Afflicted by the third most common physical condition after arthritis and heart disease, Ross was forced to abandon her dream of teaching music.

With willpower as an ally and a trained black Labrador named Shadow as her guide, she enrolled at the University of Arizona for a master’s degree in special education. There, surrounded by other deaf people, she learned American Sign Language and became more proficient at “speech reading,” so-called because it involves reading another person’s gestures and expressions as well as lips.

Sign language liberated her from the social isolation she’d felt in a world brimming with mumbo-jumbo, she said. Even with hearing aids, “I couldn’t figure out why people mumbled so much. Then, if I didn’t respond, they thought I was rude.”

True North

After graduating, Ross worked as a special education teacher on a Navajo reservation and then made a geographically vertical leap to teach in rural Alaska. Instead of feeling isolated by distance, culture and cold winters, “I felt like I finally found home,” she said.

Working in the Inupiaq Eskimo village of Kobuk, she met her husband, Fred, also a teacher. When the couple began raising sled dogs, no veterinarians worked nearby to spay and neuter them. Then a village-hopping “bush vet” showed up and performed the surgeries on Ross’ kitchen table.

“That’s how it’s done in rural Alaska when there’s nothing else to work with. It was my introduction to veterinary medicine,” Ross said.

She and her husband eventually settled near the tiny Athabaskan village of Chistochina where residents live off fish from rivers and game animals from the abundant wilderness.

Secluded towns and villages scattered across Oregon-sized regions present all kinds of problems when there’s little or no access to veterinary care, said Ross. These range from unwanted dogs running in packs and biting people, to animals freezing and starving to death, to the threat of rabies.

So she decided to do something about it. With that signature determination in tow – along with a truck full of furniture and a horse trailer carrying kennels of sled dogs – she and her husband left Alaska for Pullman. After researching the area and the school, she planned to enroll at WSU’s veterinary college.

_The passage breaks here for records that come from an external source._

//! Fixed command blocks sent during bring-up
//!
//! Each table is a complete command block: the command byte followed by its
//! parameters, sent in a single generic write. Values come from the panel
//! vendor's reference initialization for the 480x800 module; tune them only
//! against a new panel revision.

use crate::command::*;

/// Unlock the extended command set
pub const ENABLE_EXTENSION: [u8; 4] = [SETEXTC, EXTC1_MAGIC, EXTC2_MAGIC, EXTC3_MAGIC];

/// Address mode for [`Orientation::Normal`](crate::Orientation::Normal)
///
/// This module scans mirrored on X, so the native orientation needs a
/// horizontal flip.
pub const NORMAL_ADDRESS_MODE: [u8; 2] = [SET_ADDRESS_MODE, FLIP_HORIZONTAL];

/// Voltage and current targets
pub const POWER_CONFIG: [u8; 17] = [
    SETPOWER,
    POWER_APF_EN | POWER_AP_2_0UA,                // 0x44
    POWER_VRHP_5_8V,                              // 0x1C
    POWER_VRHN_5_8V,                              // 0x1C
    POWER_EN_VSP_CLAMP | POWER_BTP_6_45V,         // 0x37
    POWER_XDK_X2_5 | POWER_BTN_6_45V,             // 0x57
    POWER_XDKN_X3 | POWER_EN_VSN_CLAMP,           // 0x90
    POWER_VCLS_3_1V | POWER_PMTU,                 // 0xD0
    POWER_VGH_RATIO_3VSPVSN | POWER_VGHS_13_2V,   // 0xE2
    POWER_VGL_RATIO_1VSNVSP | POWER_VGLS_11_2V,   // 0x58
    POWER_EN_NVREF,                               // 0x80
    POWER_VGH_17_6V,                              // 0x38
    POWER_VGL_17_6V,                              // 0x38
    POWER_CLK_OPT5_VCL_HSYNC_RST,                 // 0x80
    POWER_FS5_DIV_128 | POWER_FS4_DIV_128,        // 0x33
    POWER_FS3_DIV_128 | POWER_FS2_DIV_160,        // 0x34
    POWER_FS1_DIV_160 | POWER_FS0_DIV_8,          // 0x42
];

/// Display line count and front/back porch
pub const LINE_CONFIG: [u8; 10] = [
    SETDISP,
    DISP_ZZ_LR,
    DISP_NL_480,
    DISP_BP_14,
    DISP_FP_50,
    DISP_SAP_4,
    DISP_RTN_160,
    0x11,
    0x42,
    0x1D,
];

/// Display cycle counts, in TCON clocks
pub const CYCLE_CONFIG: [u8; 11] = [
    SETCYC,
    CYC_SPON_1,
    CYC_SPOFF_170,
    CYC_CON_1,
    CYC_COFF_175,
    CYC_CON1_1,
    CYC_COFF1_175,
    CYC_EQON1_64,
    CYC_EQON2_936,
    CYC_SON_112,
    CYC_SOFF_936,
];

/// Undocumented vendor block, required after the cycle setup
pub const VENDOR_FIXUP_C7: [u8; 5] = [0xC7, 0x00, 0x00, 0x00, 0xC0];

/// Panel related register: reversed source output
pub const PANEL_CONFIG: [u8; 2] = [SETPANEL, PANEL_REV];

/// Undocumented vendor block, required after the panel setup
pub const VENDOR_FIXUP_D2: [u8; 2] = [0xD2, 0x77];

/// Gate-in-panel group delays
pub const GIP0_CONFIG: [u8; 38] = [
    SETGIP0,
    0x00,
    GIP0_EQ_DELAY_56,
    0x00, 0x00, 0x00,
    0x08, // USER_GIP_GATE
    0x08, // USER_GIP_GATE1
    0x32, 0x10,
    0x01, // SHR0
    0x00, 0x01, 0x03, 0x72, 0x03, 0x72, 0x00, 0x08,
    0x00, 0x08, 0x33, 0x33, 0x05, 0x05, 0x37, 0x05,
    0x05, 0x37, 0x0A, 0x00, 0x00, 0x00, 0x0A, 0x00,
    0x01, 0x00, 0x0E,
];

/// Gate-in-panel clock selection, forward scan
pub const GIP1_CONFIG: [u8; 35] = [
    SETGIP1,
    0x18, 0x18, 0x18, 0x18, 0x18, 0x18, 0x18, 0x18,
    0x19, 0x19, 0x18, 0x18, 0x18, 0x18, 0x19, 0x19,
    0x01, 0x00, 0x03, 0x02, 0x05, 0x04, 0x07, 0x06,
    0x23, 0x22, 0x21, 0x20, 0x18, 0x18, 0x18, 0x18,
    0x00, 0x00,
];

/// Gate-in-panel clock selection, GS mode
pub const GIP2_CONFIG: [u8; 33] = [
    SETGIP2,
    0x18, 0x18, 0x18, 0x18, 0x18, 0x18, 0x18, 0x18,
    0x19, 0x19, 0x18, 0x18, 0x19, 0x19, 0x18, 0x18,
    0x06, 0x07, 0x04, 0x05, 0x02, 0x03, 0x00, 0x01,
    0x20, 0x21, 0x22, 0x23, 0x18, 0x18, 0x18, 0x18,
];

/// Analog gamma curve, positive polarity then negative polarity
///
/// Each half is VR0..VR5, PR0..PR1, PK0..PK12.
pub const GAMMA_CONFIG: [u8; 43] = [
    SETGAMMA,
    // positive
    0x00, 0x16, 0x1B, 0x30, 0x36, 0x3F, // VRP0-5
    0x24, 0x40, // PRP0-1
    0x09, 0x0D, 0x0F, 0x18, 0x0E, 0x11, 0x12, 0x11, 0x14, 0x07, 0x12, 0x13, 0x18, // PKP0-12
    // negative
    0x00, 0x17, 0x1C, 0x30, 0x36, 0x3F, // VRN0-5
    0x24, 0x40, // PRN0-1
    0x09, 0x0C, 0x0F, 0x18, 0x0E, 0x11, 0x14, 0x11, 0x12, 0x07, 0x12, 0x14, 0x18, // PKN0-12
];

/// VCOM voltage, forward and backward scan
pub const VCOM_CONFIG: [u8; 4] = [SETVCOM, VCOM_F_0_74V, VCOM_B_0_74V, 0x00];

/// Tearing effect on during V-blanking
pub const TEAR_CONFIG: [u8; 2] = [SET_TEAR_ON, TEAR_VBLANK];

/// Blue digital gamma LUT, written after selecting bank 2
///
/// 33 entries of bits [9:2], then 9 bytes packing bits [1:0] four entries per byte.
pub const BANK2_LUT: [u8; 43] = [
    SETDGCLUT,
    0x00, 0x09, 0x0F, 0x18, 0x21, 0x2A, 0x34, 0x3C, // B_GAMMA0-7
    0x45, 0x4C, 0x56, 0x5E, 0x66, 0x6E, 0x76, 0x7E, // B_GAMMA8-15
    0x87, 0x8E, 0x95, 0x9D, 0xA6, 0xAF, 0xB7, 0xBD, // B_GAMMA16-23
    0xC5, 0xCE, 0xD5, 0xDF, 0xE7, 0xEE, 0xF4, 0xFA, // B_GAMMA24-31
    0xFF, // B_GAMMA32
    0x0C, 0x31, 0x83, 0x3C, 0x5B, 0x56, 0x1E, 0x5A, 0xFF, // low bits
];

/// Green digital gamma LUT, written after selecting bank 1
pub const BANK1_LUT: [u8; 43] = [
    SETDGCLUT,
    0x00, 0x08, 0x0F, 0x16, 0x1F, 0x28, 0x31, 0x39, // G_GAMMA0-7
    0x41, 0x48, 0x51, 0x59, 0x60, 0x68, 0x70, 0x78, // G_GAMMA8-15
    0x7F, 0x87, 0x8D, 0x94, 0x9C, 0xA3, 0xAB, 0xB3, // G_GAMMA16-23
    0xB9, 0xC1, 0xC8, 0xD0, 0xD8, 0xE0, 0xE8, 0xEE, // G_GAMMA24-31
    0xF5, // G_GAMMA32
    0x3B, 0x1A, 0xB6, 0xA0, 0x07, 0x45, 0xC5, 0x37, 0x00, // low bits
];

/// Red digital gamma LUT, written after the final bank 0 select
///
/// Leads with [`DGC_EN`], which turns the whole digital gamma function on.
pub const BANK0_LUT: [u8; 44] = [
    SETDGCLUT,
    DGC_EN,
    0x00, 0x07, 0x0F, 0x16, 0x1F, 0x27, 0x30, 0x38, // R_GAMMA0-7
    0x40, 0x47, 0x4E, 0x56, 0x5D, 0x65, 0x6D, 0x74, // R_GAMMA8-15
    0x7D, 0x84, 0x8A, 0x90, 0x99, 0xA1, 0xA9, 0xB0, // R_GAMMA16-23
    0xB6, 0xBD, 0xC4, 0xCD, 0xD4, 0xDD, 0xE5, 0xEC, // R_GAMMA24-31
    0xF3, // R_GAMMA32
    0x36, 0x07, 0x1C, 0xC0, 0x1B, 0x01, 0xF1, 0x34, 0x00, // low bits
];
//! Bring-up plan
//!
//! The vendor initialization is fixed data: two ordered lists of [`Step`]s that
//! the display executes one by one, stopping at the first failed transmission.
//!
//! - [`INIT_SEQUENCE`]: power, timing, gate-in-panel, gamma and VCOM setup
//! - [`LUT_SEQUENCE`]: the bank-switched digital gamma LUT writes
//!
//! ## Example
//!
//! ```
//! use hx8379::sequence::{Bank, Step, LUT_SEQUENCE};
//!
//! assert_eq!(LUT_SEQUENCE[0], Step::SelectBank(Bank::Two));
//! assert_eq!(Bank::Two.select_command(), [0xBD, 0x02]);
//! ```

use crate::command::SETBANK;
use crate::tables::*;

/// Low pulse held on the reset line before releasing it, in milliseconds
pub const RESET_PULSE_MS: u32 = 11;

/// Wait after releasing reset, in milliseconds
pub const RESET_SETTLE_MS: u32 = 120;

/// Wait between the gamma and VCOM blocks, in milliseconds
///
/// Not in the datasheet, but without it the panel stops responding to further
/// commands.
pub const VCOM_SETTLE_MS: u32 = 1;

/// Wait after exiting sleep mode, in milliseconds (datasheet minimum)
pub const SLEEP_OUT_MS: u32 = 120;

/// Wait after turning the display on, in milliseconds
pub const DISPLAY_ON_MS: u32 = 120;

/// Digital gamma LUT register bank
#[derive(Clone, Copy, Debug, PartialEq, Eq)]
#[repr(u8)]
pub enum Bank {
    /// Red table and DGC enable
    Zero = 0x00,
    /// Green table
    One = 0x01,
    /// Blue table
    Two = 0x02,
}

impl Bank {
    /// Command block selecting this bank
    pub const fn select_command(self) -> [u8; 2] {
        [SETBANK, self as u8]
    }
}

/// One step of the bring-up plan
#[derive(Clone, Copy, Debug, PartialEq, Eq)]
pub enum Step {
    /// Send a complete command block as one generic write
    Write(&'static [u8]),
    /// Select a LUT bank; must directly precede that bank's table write
    SelectBank(Bank),
    /// Wait before the next step
    DelayMs(u32),
}

impl Step {
    /// Command byte this step transmits, if any
    pub fn command(&self) -> Option<u8> {
        match self {
            Self::Write(block) => block.first().copied(),
            Self::SelectBank(_) => Some(SETBANK),
            Self::DelayMs(_) => None,
        }
    }
}

/// Vendor command pipeline, sent right after attaching to the host
pub const INIT_SEQUENCE: &[Step] = &[
    Step::Write(&ENABLE_EXTENSION),
    Step::Write(&POWER_CONFIG),
    Step::Write(&LINE_CONFIG),
    Step::Write(&CYCLE_CONFIG),
    Step::Write(&VENDOR_FIXUP_C7),
    Step::Write(&PANEL_CONFIG),
    Step::Write(&VENDOR_FIXUP_D2),
    Step::Write(&GIP0_CONFIG),
    Step::Write(&GIP1_CONFIG),
    Step::Write(&GIP2_CONFIG),
    Step::Write(&GAMMA_CONFIG),
    Step::DelayMs(VCOM_SETTLE_MS),
    Step::Write(&VCOM_CONFIG),
];

/// Digital gamma LUT programming
///
/// Bank 0 is selected twice: once to leave bank 2 before entering bank 1, and
/// once before the final red table, whose enable bit must land last.
pub const LUT_SEQUENCE: &[Step] = &[
    Step::SelectBank(Bank::Two),
    Step::Write(&BANK2_LUT),
    Step::SelectBank(Bank::Zero),
    Step::SelectBank(Bank::One),
    Step::Write(&BANK1_LUT),
    Step::SelectBank(Bank::Zero),
    Step::Write(&BANK0_LUT),
];

/// Number of transmissions in a plan
pub fn transmission_count(steps: &[Step]) -> usize {
    steps.iter().filter(|step| step.command().is_some()).count()
}
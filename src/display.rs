//! Panel bring-up and runtime control

use embedded_hal::delay::DelayNs;

use crate::color::PixelFormat;
use crate::command::{EXIT_SLEEP_MODE, SET_DISPLAY_ON, SET_TEAR_OFF};
use crate::config::{Config, Dimensions, Orientation};
use crate::error::{Error, Line, Operation, Stage};
use crate::interface::{ControlLine, DsiHost, LineState, NoLine};
use crate::orientation::address_mode;
use crate::sequence::{
    DISPLAY_ON_MS, INIT_SEQUENCE, LUT_SEQUENCE, RESET_PULSE_MS, RESET_SETTLE_MS, SLEEP_OUT_MS,
    Step, transmission_count,
};
use crate::tables::TEAR_CONFIG;

type DisplayError<H, RST, BL> = Error<
    <H as DsiHost>::Error,
    <RST as ControlLine>::Error,
    <BL as ControlLine>::Error,
>;
type DisplayResult<H, RST, BL> = core::result::Result<(), DisplayError<H, RST, BL>>;

/// Capabilities reported to the display subsystem
#[derive(Clone, Copy, Debug, PartialEq, Eq)]
pub struct Capabilities {
    /// Horizontal resolution in pixels
    pub x_resolution: u16,
    /// Vertical resolution in pixels
    pub y_resolution: u16,
    /// The only pixel format the panel accepts
    pub supported_pixel_format: PixelFormat,
    /// Pixel format in use
    pub current_pixel_format: PixelFormat,
    /// Always [`Orientation::Normal`]; see [`Display::capabilities`]
    pub current_orientation: Orientation,
}

/// Layout of a pixel buffer passed to [`Display::write`]
#[derive(Clone, Copy, Debug, PartialEq, Eq)]
pub struct BufferDescriptor {
    /// Buffer size in bytes
    pub buf_size: usize,
    /// Width of the written area in pixels
    pub width: u16,
    /// Height of the written area in pixels
    pub height: u16,
    /// Pixels per buffer row
    pub pitch: u16,
}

“We took a big chance,” she said. “I’m older. I’m deaf. I wasn’t sure if it would work.”

Helping hands

Several years later, Ross remains enraptured by the soft beauty of the Palouse and buoyed by its supportive people, she said. Now in her second year of veterinary school, she grasps the instructions – including complex and hard-to-spell science terms – with help from sign language interpreters, classmates who sign and take notes, and methodical, patient professors.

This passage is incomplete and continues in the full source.